**Work task**
Give all the data again exactly.

──────── Data to examine

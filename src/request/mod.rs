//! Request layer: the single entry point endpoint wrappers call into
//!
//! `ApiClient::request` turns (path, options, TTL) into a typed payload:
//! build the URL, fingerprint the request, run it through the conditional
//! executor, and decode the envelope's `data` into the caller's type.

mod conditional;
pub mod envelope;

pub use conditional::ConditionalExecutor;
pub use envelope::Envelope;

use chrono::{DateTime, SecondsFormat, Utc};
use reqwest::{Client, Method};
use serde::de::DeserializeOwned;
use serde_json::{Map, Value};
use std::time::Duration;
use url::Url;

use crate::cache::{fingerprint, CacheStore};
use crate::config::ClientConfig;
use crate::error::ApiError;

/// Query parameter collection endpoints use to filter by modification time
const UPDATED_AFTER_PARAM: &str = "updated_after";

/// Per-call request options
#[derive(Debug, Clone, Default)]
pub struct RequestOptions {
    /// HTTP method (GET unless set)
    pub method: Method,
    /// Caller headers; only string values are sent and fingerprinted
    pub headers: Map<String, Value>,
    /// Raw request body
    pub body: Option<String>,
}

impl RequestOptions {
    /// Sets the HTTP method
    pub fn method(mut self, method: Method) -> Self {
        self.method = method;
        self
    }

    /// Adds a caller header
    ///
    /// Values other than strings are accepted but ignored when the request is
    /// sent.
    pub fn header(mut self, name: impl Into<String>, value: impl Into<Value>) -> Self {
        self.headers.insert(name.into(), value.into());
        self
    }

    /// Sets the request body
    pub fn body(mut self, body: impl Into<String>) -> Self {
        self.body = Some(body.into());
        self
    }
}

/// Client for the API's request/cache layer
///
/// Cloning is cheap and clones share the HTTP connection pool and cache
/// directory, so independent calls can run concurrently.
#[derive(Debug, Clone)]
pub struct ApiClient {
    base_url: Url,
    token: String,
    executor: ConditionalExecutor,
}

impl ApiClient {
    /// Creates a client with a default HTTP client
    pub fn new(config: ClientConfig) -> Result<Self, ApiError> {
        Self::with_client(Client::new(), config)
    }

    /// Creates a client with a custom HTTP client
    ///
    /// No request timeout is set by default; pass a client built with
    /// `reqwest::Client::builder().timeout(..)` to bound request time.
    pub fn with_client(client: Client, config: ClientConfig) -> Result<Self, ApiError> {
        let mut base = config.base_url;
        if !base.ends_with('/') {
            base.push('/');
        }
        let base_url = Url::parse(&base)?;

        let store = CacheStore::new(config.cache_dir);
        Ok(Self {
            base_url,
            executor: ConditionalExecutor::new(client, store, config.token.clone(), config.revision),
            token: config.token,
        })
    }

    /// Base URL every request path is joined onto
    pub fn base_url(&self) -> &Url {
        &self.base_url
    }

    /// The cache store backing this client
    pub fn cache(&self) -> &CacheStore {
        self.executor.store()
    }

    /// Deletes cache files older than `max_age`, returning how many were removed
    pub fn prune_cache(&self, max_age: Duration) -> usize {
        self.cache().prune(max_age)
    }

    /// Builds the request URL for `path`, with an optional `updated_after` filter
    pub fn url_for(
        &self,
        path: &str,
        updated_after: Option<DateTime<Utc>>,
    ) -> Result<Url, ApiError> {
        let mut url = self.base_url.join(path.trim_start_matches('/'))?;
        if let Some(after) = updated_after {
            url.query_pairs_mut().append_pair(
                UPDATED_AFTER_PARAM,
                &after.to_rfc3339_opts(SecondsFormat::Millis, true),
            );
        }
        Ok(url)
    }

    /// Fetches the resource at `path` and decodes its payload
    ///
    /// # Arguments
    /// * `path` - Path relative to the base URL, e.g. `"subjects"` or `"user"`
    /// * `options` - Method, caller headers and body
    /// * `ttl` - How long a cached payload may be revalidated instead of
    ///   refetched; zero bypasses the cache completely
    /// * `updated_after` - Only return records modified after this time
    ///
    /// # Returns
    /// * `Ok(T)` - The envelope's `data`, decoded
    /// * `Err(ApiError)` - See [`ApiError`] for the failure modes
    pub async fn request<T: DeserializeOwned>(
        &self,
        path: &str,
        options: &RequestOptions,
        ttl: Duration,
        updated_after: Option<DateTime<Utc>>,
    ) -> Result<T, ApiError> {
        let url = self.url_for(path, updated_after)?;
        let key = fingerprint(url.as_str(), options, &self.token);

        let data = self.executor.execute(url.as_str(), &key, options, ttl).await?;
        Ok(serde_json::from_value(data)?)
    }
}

────────────────

**Answer box**
filename src/request/mod.rs
//! Request layer: the single entry point endpoint wrappers call into
//!
//! `ApiClient::request` turns (path, options, TTL) into a typed payload:
//! build the URL, fingerprint the request, run it through the conditional
//! executor, and decode the envelope's `data` into the caller's type.

mod conditional;
pub mod envelope;

pub use conditional::ConditionalExecutor;
pub use envelope::Envelope;

use chrono::{DateTime, SecondsFormat, Utc};
use reqwest::{Client, Method};
use serde::de::DeserializeOwned;
use serde_json::{Map, Value};
use std::time::Duration;
use url::Url;

use crate::cache::{fingerprint, CacheStore};
use crate::config::ClientConfig;
use crate::error::ApiError;

/// Query parameter collection endpoints use to filter by modification time
const UPDATED_AFTER_PARAM: &str = "updated_after";

/// Per-call request options
#[derive(Debug, Clone, Default)]
pub struct RequestOptions {
    /// HTTP method (GET unless set)
    pub method: Method,
    /// Caller headers; only string values are sent and fingerprinted
    pub headers: Map<String, Value>,
    /// Raw request body
    pub body: Option<String>,
}

impl RequestOptions {
    /// Sets the HTTP method
    pub fn method(mut self, method: Method) -> Self {
        self.method = method;
        self
    }

    /// Adds a caller header
    ///
    /// Values other than strings are accepted but ignored when the request is
    /// sent.
    pub fn header(mut self, name: impl Into<String>, value: impl Into<Value>) -> Self {
        self.headers.insert(name.into(), value.into());
        self
    }

    /// Sets the request body
    pub fn body(mut self, body: impl Into<String>) -> Self {
        self.body = Some(body.into());
        self
    }
}

/// Client for the API's request/cache layer
///
/// Cloning is cheap and clones share the HTTP connection pool and cache
/// directory, so independent calls can run concurrently.
#[derive(Debug, Clone)]
pub struct ApiClient {
    base_url: Url,
    token: String,
    executor: ConditionalExecutor,
}

impl ApiClient {
    /// Creates a client with a default HTTP client
    pub fn new(config: ClientConfig) -> Result<Self, ApiError> {
        Self::with_client(Client::new(), config)
    }

    /// Creates a client with a custom HTTP client
    ///
    /// No request timeout is set by default; pass a client built with
    /// `reqwest::Client::builder().timeout(..)` to bound request time.
    pub fn with_client(client: Client, config: ClientConfig) -> Result<Self, ApiError> {
        let mut base = config.base_url;
        if !base.ends_with('/') {
            base.push('/');
        }
        let base_url = Url::parse(&base)?;

        let store = CacheStore::new(config.cache_dir);
        Ok(Self {
            base_url,
            executor: ConditionalExecutor::new(client, store, config.token.clone(), config.revision),
            token: config.token,
        })
    }

    /// Base URL every request path is joined onto
    pub fn base_url(&self) -> &Url {
        &self.base_url
    }

    /// The cache store backing this client
    pub fn cache(&self) -> &CacheStore {
        self.executor.store()
    }

    /// Deletes cache files older than `max_age`, returning how many were removed
    pub fn prune_cache(&self, max_age: Duration) -> usize {
        self.cache().prune(max_age)
    }

    /// Builds the request URL for `path`, with an optional `updated_after` filter
    pub fn url_for(
        &self,
        path: &str,
        updated_after: Option<DateTime<Utc>>,
    ) -> Result<Url, ApiError> {
        let mut url = self.base_url.join(path.trim_start_matches('/'))?;
        if let Some(after) = updated_after {
            url.query_pairs_mut().append_pair(
                UPDATED_AFTER_PARAM,
                &after.to_rfc3339_opts(SecondsFormat::Millis, true),
            );
        }
        Ok(url)
    }

    /// Fetches the resource at `path` and decodes its payload
    ///
    /// # Arguments
    /// * `path` - Path relative to the base URL, e.g. `"subjects"` or `"user"`
    /// * `options` - Method, caller headers and body
    /// * `ttl` - How long a cached payload may be revalidated instead of
    ///   refetched; zero bypasses the cache completely
    /// * `updated_after` - Only return records modified after this time
    ///
    /// # Returns
    /// * `Ok(T)` - The envelope's `data`, decoded
    /// * `Err(ApiError)` - See [`ApiError`] for the failure modes
    pub async fn request<T: DeserializeOwned>(
        &self,
        path: &str,
        options: &RequestOptions,
        ttl: Duration,
        updated_after: Option<DateTime<Utc>>,
    ) -> Result<T, ApiError> {
        let url = self.url_for(path, updated_after)?;
        let key = fingerprint(url.as_str(), options, &self.token);

        let data = self.executor.execute(url.as_str(), &key, options, ttl).await?;
        Ok(serde_json::from_value(data)?)
    }
}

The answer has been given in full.